In safety-critical applications like medical diagnosis, certainty associated with a model's prediction is just as important as its accuracy. Consequently, uncertainty estimation and reduction play a crucial role. Uncertainty in predictions can be attributed to noise or randomness in data (aleatoric) and incorrect model inferences (epistemic). While model uncertainty can be reduced with more data or bigger models, aleatoric uncertainty is more intricate. This work proposes a novel approach that interprets data uncertainty estimated from a self-supervised task as noise inherent to the data and utilizes it to reduce aleatoric uncertainty in another task related to the same dataset via data augmentation. The proposed method was evaluated on a benchmark medical imaging dataset with image reconstruction as the self-supervised task and segmentation as the image analysis task. Our findings demonstrate the effectiveness of the proposed approach in significantly reducing the aleatoric uncertainty in the image segmentation task while achieving better or on-par performance compared to the standard augmentation techniques.

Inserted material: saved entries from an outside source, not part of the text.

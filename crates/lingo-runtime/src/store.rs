#![forbid(unsafe_code)]

//! On-disk message catalogs with atomic reload.
//!
//! A [`CatalogStore`] reads `<dir>/<tag>.json` for every configured locale.
//! Regional locales are layered over their language (`de-AT` over `de`),
//! and, when `fallback_to_default_locale` is set, the default locale sits
//! underneath everything so untranslated keys still render.
//!
//! Readers get an `Arc<Messages>` snapshot; [`CatalogStore::reload`] swaps
//! in a new set atomically. Configurations already handed out keep the
//! snapshot they were built with.

use std::collections::BTreeMap;
use std::path::{Path, PathBuf};
use std::sync::{Arc, Mutex, PoisonError};

use arc_swap::ArcSwap;

use lingo_catalog::{Locale, Messages};
use lingo_format::{Formats, TimeZone};

use crate::config::IntlConfig;
use crate::error::ConfigError;
use crate::request::{RequestConfigSource, RequestContext};
use crate::routing::Routing;
use crate::settings::IntlSettings;

#[derive(Debug, Default)]
struct CatalogSet {
    generation: u64,
    catalogs: BTreeMap<String, Arc<Messages>>,
}

/// Loaded catalogs for every supported locale.
#[derive(Debug)]
pub struct CatalogStore {
    routing: Routing,
    dir: Option<PathBuf>,
    fallback: bool,
    current: ArcSwap<CatalogSet>,
    /// Held for the whole of a reload so generations stay strictly ordered.
    reload_lock: Mutex<()>,
}

impl CatalogStore {
    /// Load every locale's catalog from `settings.messages.dir`.
    ///
    /// # Errors
    /// [`ConfigError::MissingMessagesDir`] without a directory,
    /// [`ConfigError::MissingCatalog`] when a locale has no file in its
    /// chain, and catalog read or parse failures.
    pub fn open(settings: &IntlSettings) -> Result<Self, ConfigError> {
        let routing = settings.to_routing()?;
        let dir = settings
            .messages
            .dir
            .clone()
            .ok_or(ConfigError::MissingMessagesDir)?;
        let fallback = settings.messages.fallback_to_default_locale;
        let catalogs = load_all(&routing, &dir, fallback)?;
        tracing::info!(
            target: "lingo.store",
            dir = %dir.display(),
            locales = catalogs.len(),
            "catalogs loaded"
        );
        Ok(Self {
            routing,
            dir: Some(dir),
            fallback,
            current: ArcSwap::from_pointee(CatalogSet {
                generation: 1,
                catalogs,
            }),
            reload_lock: Mutex::new(()),
        })
    }

    /// A store over catalogs already in memory. Cannot be reloaded.
    pub fn from_catalogs(
        routing: Routing,
        catalogs: impl IntoIterator<Item = (Locale, Messages)>,
    ) -> Self {
        let catalogs = catalogs
            .into_iter()
            .map(|(locale, messages)| (locale.as_str().to_owned(), Arc::new(messages)))
            .collect();
        Self {
            routing,
            dir: None,
            fallback: false,
            current: ArcSwap::from_pointee(CatalogSet {
                generation: 1,
                catalogs,
            }),
            reload_lock: Mutex::new(()),
        }
    }

    pub fn routing(&self) -> &Routing {
        &self.routing
    }

    /// Bumped by every successful reload.
    pub fn generation(&self) -> u64 {
        self.current.load().generation
    }

    /// Snapshot of the catalog for `locale`, or for the nearest locale in
    /// its fallback chain.
    pub fn catalog(&self, locale: &Locale) -> Option<Arc<Messages>> {
        let set = self.current.load();
        locale
            .fallback_chain()
            .iter()
            .find_map(|candidate| set.catalogs.get(candidate.as_str()).cloned())
    }

    /// Re-read every catalog and swap them in.
    ///
    /// On failure the previous catalogs stay active. Concurrent reloads run
    /// one after another, each publishing the next generation.
    pub fn reload(&self) -> Result<u64, ConfigError> {
        let dir = self.dir.as_deref().ok_or(ConfigError::MissingMessagesDir)?;
        let _reloading = self.reload_lock.lock().unwrap_or_else(PoisonError::into_inner);
        let catalogs = match load_all(&self.routing, dir, self.fallback) {
            Ok(catalogs) => catalogs,
            Err(error) => {
                tracing::warn!(
                    target: "lingo.store",
                    %error,
                    generation = self.generation(),
                    "catalog reload failed; keeping previous catalogs"
                );
                return Err(error);
            }
        };
        let generation = self.generation() + 1;
        self.current.store(Arc::new(CatalogSet {
            generation,
            catalogs,
        }));
        tracing::info!(target: "lingo.store", generation, "catalogs reloaded");
        Ok(generation)
    }

    /// A request source that serves this store's catalogs with the
    /// settings' time zone and formats.
    pub fn config_source(
        self: &Arc<Self>,
        settings: &IntlSettings,
    ) -> Result<StoreConfigSource, ConfigError> {
        Ok(StoreConfigSource {
            store: Arc::clone(self),
            time_zone: settings.time_zone()?,
            formats: settings.formats.clone(),
        })
    }
}

/// [`RequestConfigSource`] backed by a [`CatalogStore`].
#[derive(Debug, Clone)]
pub struct StoreConfigSource {
    store: Arc<CatalogStore>,
    time_zone: Option<TimeZone>,
    formats: Formats,
}

impl RequestConfigSource for StoreConfigSource {
    fn load(&self, request: &RequestContext) -> Result<IntlConfig, ConfigError> {
        let messages =
            self.store
                .catalog(&request.locale)
                .ok_or_else(|| ConfigError::MissingCatalog {
                    locale: request.locale.as_str().to_owned(),
                })?;
        let mut config = IntlConfig::new(request.locale.clone())
            .with_messages(messages)
            .with_formats(self.formats.clone());
        config.time_zone = self.time_zone;
        Ok(config)
    }
}

fn load_all(
    routing: &Routing,
    dir: &Path,
    fallback: bool,
) -> Result<BTreeMap<String, Arc<Messages>>, ConfigError> {
    routing
        .locales()
        .iter()
        .map(|locale| -> Result<_, ConfigError> {
            let base = fallback.then(|| routing.default_locale());
            let messages = load_locale(dir, locale, base)?;
            Ok((locale.as_str().to_owned(), Arc::new(messages)))
        })
        .collect()
}

/// Merge the files for `locale`'s chain, least specific first, over the
/// chain of `base` when given.
fn load_locale(dir: &Path, locale: &Locale, base: Option<&Locale>) -> Result<Messages, ConfigError> {
    let own: Vec<Locale> = locale.fallback_chain().into_iter().rev().collect();
    let mut layers: Vec<Locale> = base
        .filter(|base| *base != locale)
        .map(|base| base.fallback_chain().into_iter().rev().collect())
        .unwrap_or_default();
    layers.retain(|layer| !own.contains(layer));

    let mut merged = Messages::new();
    for layer in &layers {
        if let Some(messages) = read_catalog(dir, layer)? {
            merged = merged.deep_merge(&messages);
        }
    }
    let mut found = false;
    for layer in &own {
        if let Some(messages) = read_catalog(dir, layer)? {
            merged = merged.deep_merge(&messages);
            found = true;
        }
    }
    if !found {
        return Err(ConfigError::MissingCatalog {
            locale: locale.as_str().to_owned(),
        });
    }
    tracing::debug!(
        target: "lingo.store",
        locale = locale.as_str(),
        layers = layers.len() + own.len(),
        "catalog assembled"
    );
    Ok(merged)
}

fn read_catalog(dir: &Path, locale: &Locale) -> Result<Option<Messages>, ConfigError> {
    let path = dir.join(format!("{locale}.json"));
    if !path.is_file() {
        return Ok(None);
    }
    Ok(Some(Messages::from_json_file(&path)?))
}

翻译：在诸如医学诊断等安全关键应用中,与模型预测相关的确定性与其准确性一样重要。因此,不确定性估计和减少具有关键作用。预测中的不确定性可归因于数据(代号)中的噪音或随机性和不正确的模型推理(流行性)。虽然模型不确定性可以通过更多的数据或更大的模型来减少,但偏移性不确定性则更为复杂。这项工作提出了一个新颖的方法,将自监督任务中估算的数据不确定性解释为数据固有的噪音,并利用它来减少通过数据增强与同一数据集有关的另一项任务中的疏漏性不确定性。对拟议方法进行了评估,其基准医疗成像数据集进行了重建,其图像重建与图像分析任务一样,以自我监督任务和分割为特征。我们的调查结果表明拟议方法在大幅降低图像分割任务中的偏移性不确定性方面的有效性,同时取得与标准增强技术相比更好的或平行性性能。